Six Models of Blended Learning
I recently found an informative infographic (pardon the redundancy) that presented six distinct models of blended learning. Since many teaching and leaning infographics are crafted with K-12 in mind, I typically review them with a skeptic's eye and ask "how does this play out in a university setting?" If I easily make connections to the higher education environment, the next question I ask is "what could be the value to our campus?" This Knewton blended learning infographic [see below] passed the value test.
As I mulled over the models, I tried to imagine what blended learning might look like at UW-Platteville in each category.
- The face-to-face driver model delivers most of the curriculum in a classroom setting, but has some online elements. Anyone who has placed content in Desire2Learn with the expectation that students would review this material outside of class has dabbled in this blended learning model.
- A rotation model closely matches the concept of a flipped classroom. Set by a fixed schedule, students move between required online interaction and required face-to-face interaction. A class may be required to watch short videos that present concepts useful to a problem-solving process on their own before coming to class. Then, during the class time (which now isn't needed for lecture) students may work on solving those problems with some one-on-one or group coaching from the instructor.

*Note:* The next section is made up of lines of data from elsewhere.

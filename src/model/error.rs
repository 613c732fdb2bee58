//! Model-specific error types.

use thiserror::Error;

/// Errors raised while building, linking or executing a model.
#[derive(Error, Debug, Clone, PartialEq)]
pub enum ModelError {
    // ── configuration ──
    #[error("{component}: invalid parameter: {message}")]
    InvalidParameter { component: String, message: String },

    #[error("{component}: missing parameter '{parameter}'")]
    MissingParameter { component: String, parameter: String },

    #[error("Unknown process type '{0}'")]
    UnknownProcessType(String),

    #[error("Unknown component type '{0}'")]
    UnknownComponentType(String),

    // ── execution ──
    #[error("{component}: {message}")]
    Execution { component: String, message: String },

    #[error("{component}: input data object is not initialised: {message}")]
    UninitialisedDataObject { component: String, message: String },

    #[error("{component}: process object is not initialised")]
    UninitialisedProcessObject { component: String },

    #[error("Model execution aborted")]
    Aborted,

    // ── resources ──
    #[error("{component}: resource error: {message}")]
    Resource { component: String, message: String },

    // ── graph integrity ──
    #[error("Unregistered model component '{0}'")]
    UnregisteredComponent(String),

    #[error("{component}: invalid input '{input}'")]
    InvalidInput { component: String, input: String },

    #[error("Invalid link: {0}")]
    InvalidLink(String),

    #[error("Cycle detected between components: {}", .0.join(", "))]
    CycleDetected(Vec<String>),

    #[error("Model controller is already running")]
    AlreadyRunning,
}

impl ModelError {
    /// Name of the component the error originated from, if it carries one.
    pub fn component(&self) -> Option<&str> {
        match self {
            ModelError::InvalidParameter { component, .. }
            | ModelError::MissingParameter { component, .. }
            | ModelError::Execution { component, .. }
            | ModelError::UninitialisedDataObject { component, .. }
            | ModelError::UninitialisedProcessObject { component }
            | ModelError::Resource { component, .. }
            | ModelError::InvalidInput { component, .. } => Some(component),
            ModelError::UnregisteredComponent(name) => Some(name),
            _ => None,
        }
    }

    /// The error text without the leading component name.
    pub fn detail(&self) -> String {
        match self {
            ModelError::InvalidParameter { message, .. } => format!("invalid parameter: {}", message),
            ModelError::MissingParameter { parameter, .. } => {
                format!("missing parameter '{}'", parameter)
            }
            ModelError::Execution { message, .. } | ModelError::Resource { message, .. } => {
                message.clone()
            }
            ModelError::UninitialisedDataObject { message, .. } => {
                format!("input data object is not initialised: {}", message)
            }
            ModelError::UninitialisedProcessObject { .. } => {
                "process object is not initialised".to_string()
            }
            ModelError::InvalidInput { input, .. } => format!("invalid input '{}'", input),
            other => other.to_string(),
        }
    }

    /// Configuration errors can be recovered from by skipping the offending component.
    pub fn is_configuration(&self) -> bool {
        matches!(
            self,
            ModelError::InvalidParameter { .. }
                | ModelError::MissingParameter { .. }
                | ModelError::UnknownProcessType(_)
                | ModelError::UnknownComponentType(_)
        )
    }
}

pub type ModelResult<T> = std::result::Result<T, ModelError>;

#[cfg(test)]
mod tests {
    use super::*;

    #[test]
    fn test_component_of_error() {
        let err = ModelError::Execution {
            component: "Writer".to_string(),
            message: "disk full".to_string(),
        };
        assert_eq!(err.component(), Some("Writer"));
        assert_eq!(err.to_string(), "Writer: disk full");
        assert_eq!(ModelError::Aborted.component(), None);
    }

    #[test]
    fn test_detail_drops_component() {
        let err = ModelError::InvalidInput {
            component: "Calc".to_string(),
            input: "Ghost:0".to_string(),
        };
        assert_eq!(err.detail(), "invalid input 'Ghost:0'");
        assert_eq!(err.to_string(), "Calc: invalid input 'Ghost:0'");
    }

    #[test]
    fn test_cycle_display() {
        let err = ModelError::CycleDetected(vec!["A".into(), "B".into()]);
        assert_eq!(err.to_string(), "Cycle detected between components: A, B");
    }

    #[test]
    fn test_configuration_classification() {
        assert!(ModelError::UnknownProcessType("X".into()).is_configuration());
        assert!(!ModelError::Aborted.is_configuration());
    }
}
//! Process factory with static and dynamic registration.
//!
//! The factory maps process class names and their aliases to
//! [`ProcessWrapperFactory`] instances. Built-in processes are registered at
//! construction; further factories are registered explicitly or discovered
//! by scanning a plugin directory for shared libraries exporting
//! [`PLUGIN_ENTRY_SYMBOL`]. The scan runs once, on first use.
//!
//! Processes created from a plugin must be dropped before the factory that
//! loaded the plugin.

use crate::model::process::Process;
use crate::model::processes::BuiltinProcessType;
use std::collections::HashMap;
use std::path::{Path, PathBuf};
use std::sync::{Arc, OnceLock, RwLock};

/// Name of the constructor every process plugin exports.
///
/// Signature: `extern "C" fn() -> *mut Box<dyn ProcessWrapperFactory>`.
pub const PLUGIN_ENTRY_SYMBOL: &[u8] = b"lumass_create_wrapper_factory";

/// Constructor of one process type.
#[cfg_attr(test, mockall::automock)]
pub trait ProcessWrapperFactory: Send + Sync {
    fn create_wrapper(&self) -> Box<dyn Process>;

    fn is_sink_process(&self) -> bool;

    fn wrapper_class_name(&self) -> String;

    /// User-facing name, if different from the class name.
    fn alias(&self) -> Option<String> {
        None
    }
}

/// Factory for a process type compiled into the crate.
struct BuiltinWrapperFactory(BuiltinProcessType);

impl ProcessWrapperFactory for BuiltinWrapperFactory {
    fn create_wrapper(&self) -> Box<dyn Process> {
        self.0.create()
    }

    fn is_sink_process(&self) -> bool {
        self.0.is_sink()
    }

    fn wrapper_class_name(&self) -> String {
        self.0.class_name().to_string()
    }

    fn alias(&self) -> Option<String> {
        Some(self.0.alias().to_string())
    }
}

#[derive(Default)]
struct Registry {
    factories: HashMap<String, Arc<dyn ProcessWrapperFactory>>,
    /// alias → class name
    aliases: HashMap<String, String>,
    /// Class names and aliases of sink processes.
    sinks: Vec<String>,
    // Dropped after `factories`.
    #[cfg(feature = "plugins")]
    libraries: Vec<libloading::Library>,
}

/// Registry `class name | alias → process constructor`.
pub struct ProcessFactory {
    registry: RwLock<Registry>,
    plugin_dir: Option<PathBuf>,
    scanned: OnceLock<usize>,
}

impl ProcessFactory {
    /// An empty factory without plugin directory.
    pub fn new() -> Self {
        Self {
            registry: RwLock::new(Registry::default()),
            plugin_dir: None,
            scanned: OnceLock::new(),
        }
    }

    /// A factory with all built-in process types registered.
    pub fn with_builtins() -> Self {
        let factory = Self::new();
        for ty in BuiltinProcessType::all() {
            factory.register(Box::new(BuiltinWrapperFactory(*ty)));
        }
        factory
    }

    /// Scan `dir` for plugins on first use.
    pub fn with_plugin_dir(mut self, dir: impl Into<PathBuf>) -> Self {
        self.plugin_dir = Some(dir.into());
        self
    }

    /// The process-wide factory: built-ins plus the default plugin directory.
    pub fn global() -> Arc<ProcessFactory> {
        static GLOBAL: OnceLock<Arc<ProcessFactory>> = OnceLock::new();
        GLOBAL
            .get_or_init(|| {
                let mut factory = ProcessFactory::with_builtins();
                factory.plugin_dir = crate::config::default_plugin_dir();
                Arc::new(factory)
            })
            .clone()
    }

    pub fn plugin_dir(&self) -> Option<&Path> {
        self.plugin_dir.as_deref()
    }

    /// Register a process type. A class registered twice is replaced.
    pub fn register(&self, factory: Box<dyn ProcessWrapperFactory>) {
        let class = factory.wrapper_class_name();
        let alias = factory.alias().filter(|a| !a.is_empty() && *a != class);
        let sink = factory.is_sink_process();

        let Ok(mut registry) = self.registry.write() else {
            tracing::error!("Process registry poisoned, dropping '{}'", class);
            return;
        };
        if registry.factories.contains_key(&class) {
            tracing::warn!("Process type '{}' registered twice, replacing", class);
            let stale: Vec<String> = registry
                .aliases
                .iter()
                .filter(|(_, c)| **c == class)
                .map(|(a, _)| a.clone())
                .collect();
            for old in &stale {
                registry.aliases.remove(old);
            }
            registry
                .sinks
                .retain(|s| *s != class && !stale.contains(s));
        }
        if sink {
            registry.sinks.push(class.clone());
        }
        if let Some(alias) = alias {
            if sink {
                registry.sinks.push(alias.clone());
            }
            registry.aliases.insert(alias, class.clone());
        }
        tracing::debug!("Registered process type '{}'", class);
        registry.factories.insert(class, Arc::from(factory));
    }

    /// Create a process by class name or alias. `None` for unknown types.
    pub fn create_process(&self, name: &str) -> Option<Box<dyn Process>> {
        self.ensure_scanned();
        let factory = {
            let registry = self.registry.read().ok()?;
            let class = registry
                .aliases
                .get(name)
                .map(String::as_str)
                .unwrap_or(name);
            registry.factories.get(class).cloned()
        };
        let Some(factory) = factory else {
            tracing::debug!("No process type registered as '{}'", name);
            return None;
        };
        let mut process = factory.create_wrapper();
        process.state_mut().set_sink(factory.is_sink_process());
        Some(process)
    }

    /// Create a process by alias only.
    pub fn create_process_from_alias(&self, alias: &str) -> Option<Box<dyn Process>> {
        let class = self.class_for_alias(alias)?;
        self.create_process(&class)
    }

    pub fn class_for_alias(&self, alias: &str) -> Option<String> {
        self.ensure_scanned();
        let registry = self.registry.read().ok()?;
        registry.aliases.get(alias).cloned()
    }

    pub fn alias_for_class(&self, class: &str) -> Option<String> {
        self.ensure_scanned();
        let registry = self.registry.read().ok()?;
        registry
            .aliases
            .iter()
            .find(|(_, c)| c.as_str() == class)
            .map(|(a, _)| a.clone())
    }

    /// True if `name` starts with the class name or alias of a sink process.
    pub fn is_sink(&self, name: &str) -> bool {
        self.ensure_scanned();
        self.registry
            .read()
            .map(|r| r.sinks.iter().any(|s| name.starts_with(s.as_str())))
            .unwrap_or(false)
    }

    /// Sorted catalogue of user-facing process names.
    pub fn registered_processes(&self) -> Vec<String> {
        self.ensure_scanned();
        let Ok(registry) = self.registry.read() else {
            return Vec::new();
        };
        let mut names: Vec<String> = registry
            .factories
            .keys()
            .map(|class| {
                registry
                    .aliases
                    .iter()
                    .find(|(_, c)| *c == class)
                    .map(|(a, _)| a.clone())
                    .unwrap_or_else(|| class.clone())
            })
            .collect();
        names.sort();
        names
    }

    /// Number of plugins loaded by the directory scan.
    pub fn loaded_plugins(&self) -> usize {
        self.ensure_scanned()
    }

    fn ensure_scanned(&self) -> usize {
        *self.scanned.get_or_init(|| match &self.plugin_dir {
            Some(dir) => self.scan_plugin_dir(dir),
            None => 0,
        })
    }

    #[cfg(feature = "plugins")]
    fn scan_plugin_dir(&self, dir: &Path) -> usize {
        let entries = match std::fs::read_dir(dir) {
            Ok(entries) => entries,
            Err(e) => {
                tracing::debug!("Plugin directory '{}' not scanned: {}", dir.display(), e);
                return 0;
            }
        };

        let mut loaded = 0;
        for path in entries.filter_map(|e| e.ok()).map(|e| e.path()) {
            let is_library = path
                .extension()
                .map(|ext| ext == std::env::consts::DLL_EXTENSION)
                .unwrap_or(false);
            if !is_library {
                continue;
            }
            match self.load_plugin(&path) {
                Ok(class) => {
                    tracing::info!("Loaded process plugin '{}' from {}", class, path.display());
                    loaded += 1;
                }
                Err(e) => tracing::warn!("Skipping plugin {}: {}", path.display(), e),
            }
        }
        loaded
    }

    #[cfg(not(feature = "plugins"))]
    fn scan_plugin_dir(&self, dir: &Path) -> usize {
        tracing::warn!(
            "Dynamic process loading is unavailable; ignoring plugin directory '{}'",
            dir.display()
        );
        0
    }

    #[cfg(feature = "plugins")]
    fn load_plugin(&self, path: &Path) -> crate::error::Result<String> {
        use crate::error::LumassError;

        type EntryPoint = unsafe extern "C" fn() -> *mut Box<dyn ProcessWrapperFactory>;

        // SAFETY: loading runs the library's initialisers; plugins are trusted
        // code built with the same toolchain as the host.
        let library = unsafe { libloading::Library::new(path) }
            .map_err(|e| LumassError::Plugin(e.to_string()))?;
        let factory = unsafe {
            let entry: libloading::Symbol<EntryPoint> = library
                .get(PLUGIN_ENTRY_SYMBOL)
                .map_err(|e| LumassError::Plugin(e.to_string()))?;
            let raw = entry();
            if raw.is_null() {
                return Err(LumassError::Plugin(
                    "entry point returned no factory".to_string(),
                ));
            }
            // SAFETY: ownership of the boxed factory passes to the host.
            *Box::from_raw(raw)
        };

        let class = factory.wrapper_class_name();
        self.register(factory);
        self.registry
            .write()
            .map_err(|_| LumassError::Plugin("process registry poisoned".to_string()))?
            .libraries
            .push(library);
        Ok(class)
    }
}

impl Default for ProcessFactory {
    fn default() -> Self {
        Self::with_builtins()
    }
}

impl std::fmt::Debug for ProcessFactory {
    fn fmt(&self, f: &mut std::fmt::Formatter<'_>) -> std::fmt::Result {
        let count = self.registry.read().map(|r| r.factories.len()).unwrap_or(0);
        f.debug_struct("ProcessFactory")
            .field("registered", &count)
            .field("plugin_dir", &self.plugin_dir)
            .finish()
    }
}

- Courses designed around the flex model may require more strategic planning than courses designed around the other models. In this type of blended learning, most of the curriculum is delivered in an online format. On-site face-to-face instruction is provided as needed. This model may initially lend itself to part of a 15-week course, perhaps a 3-week unit. During this time, course content is delivered online and most class activities are conducted virtually. If students need additional guidance, it is available in a face-to-face setting (read: office hour).
- The online lab model is probably the one blended learning model best suited to K-12 learning. Students attending class in a face-to-face setting access online courses or labs that are not available in the traditional setting. It is possible that on this campus, departments and instructors might find themselves on the delivery side of courses in the online lab model.
- The self-blend model is alive and well on the UW-Platteville campus. Students are able to take online courses through the Distance Learning Center (and other venues) while taking face-to-face courses in the more traditional setting.
- Finally, the online driver model of blended learning is different than online learning. Although most of the curriculum is presented online and students can engage with the material flexibly, there are mandatory face-to-face check-ins or on-campus meetings. Additionally, students may be required to synchronously meet to collaborate with peers in the online course.
Blended learning easily fits the UW-Platteville environment, and there are plenty of options to find just the right model for a particular teaching and learning need. Take a look at the infographic and consider how blended learning might evolve at UW-Platteville. We'd love to hear your impressions in the comments below.
Next week: Part 2 in this blended learning series - Working definitions for hybrid, blended and technology-enhanced learning.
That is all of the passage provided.